Some posts take quite a while to write. This is a response to Candy Minx and Martin Rundkvist who were discussing the Antikythera Mechanism back in 2006 (Antikythera, Time, A Reply to the Minx). Candy Minx thought that the Antikythera Mechanism was an expression of what was already known and embedded in a society through things like myth and ritual. Martin thought that the mechanism was far more complex, indeed needlessly complex, for an ancient society and so was something quite different to the folk astronomy of the time. Originally I planned to write a fence-sitting compromise. I thought that Candy Minx was right to an extent, there was no need for a device like this because rituals and folk observation could allow people to time the year as well as they needed. At the same time I thought that Martin was right to point out that the mechanism gave results with far more accuracy than folk astronomy needed, or would even recognise. A different sort of astronomy is visible in the Antikythera Mechanism. I didn’t blog too much about the 2006 paper because I attended a few of Mike Edmunds’ talks on the topic and heard that more would be published, which happened in 2008. Anyhow in my own fluffy and fence-sitting way I’ll now offer my compromise.
Someone with an extraordinary imagination built the Antikythera Mechanism and, if he were alive today, we wouldn’t hesitate to call him a scientist. I don’t know if the designer was in the same league as Newton or Galileo, but he was certainly the equal of Kepler, Copernicus or Brahe. It’s hard to overstate how extraordinary the device described in the 2006 paper is, but I’m going to give it a go.
If you’re the one person who hasn’t heard of the Antikythera Mechanism then Nature have a handy video introduction.
All that remains now is a collection of corroded lumps found off the island of Antikythera. The 2006 paper described what the team discovered after x-raying the lumps to read the hidden inscriptions without prizing apart the device and damaging it. Prior to this paper it was thought that the device could keep track of the Sun and the Moon. This is no small feat.
The Sun would be moving slowly against the background stars, so over the course of a year it would pass through all the signs of the zodiac. The Moon however is more complex. The Moon also moves in front of the background stars, but it only takes about 27 days to do this. It’s called the sidereal period. So you need a couple of gears to drive those two motions. But you wouldn’t really think of the sidereal period as a month. For most people the synodic period, the time between one New Moon and the next or the time between one Full Moon and the next, is a month. This is around 29½ days. Throw in extra gears for driving other displays showing eclipse cycles and it’s clearly a complex device. The original studies found evidence of epicycles, gears mounted on other gears. Add other features like displays for eclipse and lunar cycles on the back and it’s obvious you have a complicated device. The 2006 research showed that in fact it was all a bit more complicated than that.

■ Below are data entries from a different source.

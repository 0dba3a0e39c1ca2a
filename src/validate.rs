//! Destination file name validation

use crate::os;
use std::path::Path;
use thiserror::Error;

/// Longest file name accepted, in characters
pub const MAX_FILE_NAME_LEN: usize = 255;

/// Device names Windows reserves regardless of extension
const RESERVED_NAMES: &[&str] = &[
    "CON", "PRN", "AUX", "NUL",
    "COM1", "COM2", "COM3", "COM4", "COM5", "COM6", "COM7", "COM8", "COM9",
    "LPT1", "LPT2", "LPT3", "LPT4", "LPT5", "LPT6", "LPT7", "LPT8", "LPT9",
];

/// Why a file name was rejected
#[derive(Debug, Clone, PartialEq, Eq, Error)]
pub enum NameViolation {
    #[error("file name contains invalid character {0:?}")]
    InvalidCharacter(char),

    #[error("file name uses the reserved device name {0}")]
    ReservedName(String),

    #[error("file name is {0} characters long, the limit is 255")]
    TooLong(usize),
}

/// Validate a bare file name (no directory part) before it is written.
///
/// Reserved device names are rejected on every platform so that the output
/// tree stays portable to Windows.
pub fn validate_file_name(name: &str) -> Result<(), NameViolation> {
    if let Some(bad) = name.chars().find(|c| os::invalid_file_name_chars().contains(c)) {
        return Err(NameViolation::InvalidCharacter(bad));
    }

    let stem = Path::new(name)
        .file_stem()
        .and_then(|s| s.to_str())
        .unwrap_or(name);
    if let Some(reserved) = RESERVED_NAMES.iter().find(|r| r.eq_ignore_ascii_case(stem)) {
        return Err(NameViolation::ReservedName((*reserved).to_string()));
    }

    let len = name.chars().count();
    if len > MAX_FILE_NAME_LEN {
        return Err(NameViolation::TooLong(len));
    }

    Ok(())
}

#[cfg(test)]
mod tests {
    use super::*;

    #[test]
    fn test_ordinary_names_pass() {
        assert!(validate_file_name("photo.jpg").is_ok());
        assert!(validate_file_name("IMG_20240101_120000_1.jpeg").is_ok());
        assert!(validate_file_name("console.jpg").is_ok());
        assert!(validate_file_name("COM10.png").is_ok());
    }

    #[test]
    fn test_reserved_names_rejected_case_insensitively() {
        assert_eq!(
            validate_file_name("CON.jpg"),
            Err(NameViolation::ReservedName("CON".into()))
        );
        assert_eq!(
            validate_file_name("nul.png"),
            Err(NameViolation::ReservedName("NUL".into()))
        );
        assert_eq!(
            validate_file_name("Lpt3.mp4"),
            Err(NameViolation::ReservedName("LPT3".into()))
        );
    }

    #[test]
    fn test_invalid_character_is_reported() {
        let err = validate_file_name("bad\0name.jpg").unwrap_err();
        assert_eq!(err, NameViolation::InvalidCharacter('\0'));
        assert!(err.to_string().contains("invalid character"));
    }

    #[cfg(windows)]
    #[test]
    fn test_windows_reserved_characters() {
        assert_eq!(
            validate_file_name("what?.jpg"),
            Err(NameViolation::InvalidCharacter('?'))
        );
    }

    #[test]
    fn test_length_limit() {
        let exact = format!("{}.jpg", "a".repeat(MAX_FILE_NAME_LEN - 4));
        assert!(validate_file_name(&exact).is_ok());

        let long = format!("{}.jpg", "a".repeat(MAX_FILE_NAME_LEN));
        assert_eq!(
            validate_file_name(&long),
            Err(NameViolation::TooLong(MAX_FILE_NAME_LEN + 4))
        );
    }
}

The Moon’s movement isn’t constant. It speeds up and slows down. This is because its orbit isn’t exactly circular. Instead it’s slightly egg-shaped. The point furthest from the earth is the apogee and the point closest to the Earth is the perigee. When it’s near the apogee it travels slowly, but when it moves closer to the Earth it picks up speed until it passes perigee and then it slows down again. This is called the first lunar anomaly. The difference is noticeable by the naked eye, if you’re willing to make systematic observations. This is all simply explained by Kepler’s Laws of Planetary Motion. There’s small problem. Kepler used ellipses.
You can’t use elliptical gears. The point of gears is that they must have intermeshing teeth. An elliptical gear would lose contact with the driving gear as its axis changed. Instead it seems that the mechanism used two gears, one slightly off-axis from the other. The rotation was connected by a pin-and-slot arrangement, so that the one gear wouldn’t turn at quite the same rate as the other gear. The on-axis gear can then be turned reliably by the drive gears, while the motion of the moon can driven by the off-axis gear. So you have a device that can track the sidereal, synodic and anomalistic months, all while the Earth is spinning round the Sun. If that’s causing your head to spin you might want to skip the next paragraph.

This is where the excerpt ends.